Saturday, November 22, 2014

Mike Nichols

Mike Nichols (1931-2014). He was engaged in every dramatic medium - even in radio, since his first award, a Grammy, was for his comedy recordings with Elaine May. The Graduate, which I saw when I was just 15, was so emotionally insidious that it put me under the radar for weeks. I still cannot hear several of Simon & Garfunkel's songs (especially "Scarborough Fair") without being instantly reminded of Benjamin Braddock's misadventures. Critics at the time called him "the new Orson Welles." When he followed The Graduate with the stupendously ambitious Catch-22, it spawned the story of "The Green Awning," about a bankable young movie director who convinces his producer to back his idea of a feature-length film about nothing but an awning overhanging the street. Catch-22 was one of the most resounding flops in Hollywood history. It was an expensive, all-star, hugely overweening nice try. It's critical failure seemed to take the Orson Welles out of him. 

It turned out that he made many more films than I wish he had, by which I mean that Regarding Henry (1991) and Wolf (1994) could've been made by anyone but Nichols, who failed to make them seem any better than they were. But he could also make some less than brilliant stage plays (Closer, Biloxi Blues) seem more worthy of attention than they were. His movie comeback - The Birdcage (1996) - was so over the top that I needed a telescope to find what was left of Francis Veber's hilarious La Cage aux folles (not much). Putting Robin Williams and Nathan Lane onscreen at the same time was far too much sail for the film's shaky hull.

I was in no position, living my life off-off-off Broadway, to know anything about his fabled theater work. Since I am more than willing to take the words of the handful of great theater critics who were spectators of his work on (to name but a few) Barefoot in the Park, The Odd Couple, and Death of a Salesman (the revival with Kevin Spacey) for Nichols's theatrical virtuosity, at least I know something of what I missed.
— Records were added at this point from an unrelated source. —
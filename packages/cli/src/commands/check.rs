use anyhow::{anyhow, Result};
use clap::Args;
use colored::Colorize;
use std::path::PathBuf;
use vectorforge_document::{validate, walk_layers, Shape};
use vectorforge_render::import_tree;

use super::read_markup;
use crate::config::Config;

#[derive(Debug, Args)]
pub struct CheckArgs {
    /// Markup file to check
    pub input: PathBuf,
}

pub fn check(args: CheckArgs, cwd: &str) -> Result<()> {
    let config = Config::load(cwd)?;
    let options = config.reconcile_options();

    println!("🔍 {} {}", "Checking".green().bold(), args.input.display());

    let (_, tree) = read_markup(&args.input)?;
    let layers = import_tree(&tree, &options);
    let index = validate(&layers).map_err(|e| anyhow!("Invalid layer tree: {}", e))?;

    let mut groups = 0;
    let mut paths = 0;
    let mut nodes = 0;
    walk_layers(&layers, &mut |layer| match &layer.shape {
        Shape::Group { .. } => groups += 1,
        Shape::Path { nodes: path } => {
            paths += 1;
            nodes += path.len();
        }
        _ => {}
    });

    let missing: Vec<_> = [options.background_id.as_str(), options.root_container_id.as_str()]
        .into_iter()
        .filter(|id| tree.find_by_id(id).is_none())
        .collect();

    println!("   Layers: {} ({} top level)", index.len(), layers.len());
    println!("   Groups: {}", groups);
    println!("   Paths:  {} ({} nodes)", paths, nodes);

    if missing.is_empty() {
        println!("{} Document is well-formed", "✅".green());
    } else {
        println!(
            "{} Missing {} (created on next export)",
            "⚠️".yellow(),
            missing.join(", ")
        );
    }

    Ok(())
}
#[cfg(test)]
mod tests {
    use super::*;
    use crate::index::ChildList;

    fn layers() -> Vec<Layer> {
        vec![
            Layer::new("a", Shape::rect(0.0, 0.0, 10.0, 10.0)),
            Layer::new("b", Shape::ellipse(5.0, 5.0, 2.0, 2.0)),
            Layer::new("g", Shape::group(vec![Layer::new("g1", Shape::path(vec![]))])),
        ]
    }

    fn apply(layers: &mut Vec<Layer>, mutation: Mutation) -> Result<(), MutationError> {
        let index = LayerIndex::build(layers).unwrap();
        mutation.apply(layers, &index)
    }

    fn root_ids(layers: &[Layer]) -> Vec<&str> {
        layers.iter().map(|l| l.id.as_str()).collect()
    }

    #[test]
    fn test_insert_root_layer() {
        let mut layers = layers();
        apply(
            &mut layers,
            Mutation::InsertLayer {
                parent_id: None,
                index: 1,
                layer: Layer::new("c", Shape::path(vec![])),
            },
        )
        .unwrap();

        assert_eq!(root_ids(&layers), vec!["a", "c", "b", "g"]);
    }

    #[test]
    fn test_insert_rejects_taken_id() {
        let mut layers = layers();
        let result = apply(
            &mut layers,
            Mutation::InsertLayer {
                parent_id: None,
                index: 0,
                layer: Layer::new("g1", Shape::path(vec![])),
            },
        );

        assert_eq!(result, Err(MutationError::DuplicateId("g1".into())));
    }

    #[test]
    fn test_insert_into_non_group_nests() {
        let mut layers = layers();
        apply(
            &mut layers,
            Mutation::InsertLayer {
                parent_id: Some("a".into()),
                index: 0,
                layer: Layer::new("child", Shape::path(vec![])),
            },
        )
        .unwrap();

        assert_eq!(layers[0].children.as_ref().map(Vec::len), Some(1));
    }

    #[test]
    fn test_move_into_group() {
        let mut layers = layers();
        apply(
            &mut layers,
            Mutation::MoveLayer {
                layer_id: "a".into(),
                new_parent_id: Some("g".into()),
                index: 1,
            },
        )
        .unwrap();

        assert_eq!(root_ids(&layers), vec!["b", "g"]);
        let members = layers[1].child_list(ChildList::Group).unwrap();
        assert_eq!(root_ids(members), vec!["g1", "a"]);
    }

    #[test]
    fn test_move_into_own_descendant_is_cycle() {
        let mut layers = layers();
        let result = apply(
            &mut layers,
            Mutation::MoveLayer {
                layer_id: "g".into(),
                new_parent_id: Some("g1".into()),
                index: 0,
            },
        );
        assert_eq!(result, Err(MutationError::CycleDetected));

        let result = apply(
            &mut layers,
            Mutation::MoveLayer {
                layer_id: "g".into(),
                new_parent_id: Some("g".into()),
                index: 0,
            },
        );
        assert_eq!(result, Err(MutationError::CycleDetected));
    }

    #[test]
    fn test_move_within_root_list() {
        let mut layers = layers();
        apply(
            &mut layers,
            Mutation::MoveLayer {
                layer_id: "a".into(),
                new_parent_id: None,
                index: 2,
            },
        )
        .unwrap();

        assert_eq!(root_ids(&layers), vec!["b", "g", "a"]);
    }

    #[test]
    fn test_reorder() {
        let mut layers = layers();
        apply(
            &mut layers,
            Mutation::ReorderLayer {
                layer_id: "g".into(),
                index: 0,
            },
        )
        .unwrap();
        assert_eq!(root_ids(&layers), vec!["g", "a", "b"]);

        let result = apply(
            &mut layers,
            Mutation::ReorderLayer {
                layer_id: "g".into(),
                index: 3,
            },
        );
        assert_eq!(result, Err(MutationError::IndexOutOfBounds { index: 3, len: 2 }));
    }

    #[test]
    fn test_remove_nested() {
        let mut layers = layers();
        apply(&mut layers, Mutation::RemoveLayer { layer_id: "g1".into() }).unwrap();

        assert_eq!(layers[2].shape, Shape::group(vec![]));
    }

    #[test]
    fn test_style_patch_keeps_absent_fields() {
        let mut layers = layers();
        apply(
            &mut layers,
            Mutation::SetStyle {
                layer_id: "b".into(),
                style: StylePatch {
                    fill_color: Some("#ff0000".into()),
                    blend_mode: Some(BlendMode::Multiply),
                    ..Default::default()
                },
            },
        )
        .unwrap();

        assert_eq!(layers[1].fill_color, "#ff0000");
        assert_eq!(layers[1].stroke_color, "#000000");
        assert_eq!(layers[1].blend_mode, BlendMode::Multiply);
    }

    #[test]
    fn test_set_path_data_requires_path() {
        let mut layers = layers();
        let result = apply(
            &mut layers,
            Mutation::SetPathData {
                layer_id: "a".into(),
                path_data: "M 0 0 L 1 1".into(),
                options: ParseOptions::default(),
            },
        );
        assert_eq!(result, Err(MutationError::NotAPath("a".into())));

        apply(
            &mut layers,
            Mutation::SetPathData {
                layer_id: "g1".into(),
                path_data: "M 0 0 L 1 1".into(),
                options: ParseOptions::default(),
            },
        )
        .unwrap();
        match &layers[2].shape {
            Shape::Group { children } => match &children[0].shape {
                Shape::Path { nodes } => assert_eq!(nodes.len(), 2),
                other => panic!("expected path, got {other:?}"),
            },
            other => panic!("expected group, got {other:?}"),
        }
    }

    #[test]
    fn test_unknown_layer() {
        let mut layers = layers();
        let result = apply(
            &mut layers,
            Mutation::SetVisibility {
                layer_id: "missing".into(),
                visible: false,
            },
        );
        assert_eq!(result, Err(MutationError::LayerNotFound("missing".into())));
    }
}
I will never forget the spectacle of Benjamin Braddock doodling the name Elaine again and again, or his stalking her to Berkeley, to spy on her from not so afar, or his taking a room in a boarding house on her campus to which Elaine tracks him down one night to confront him with the lies that her mother told her about him, then returning later in the night to ask him to kiss her. And the last scene of The Graduate, in which Ben rescues Elaine from her wedding, escaping with her by bus to an undisclosed future, is indelibly etched in my memory.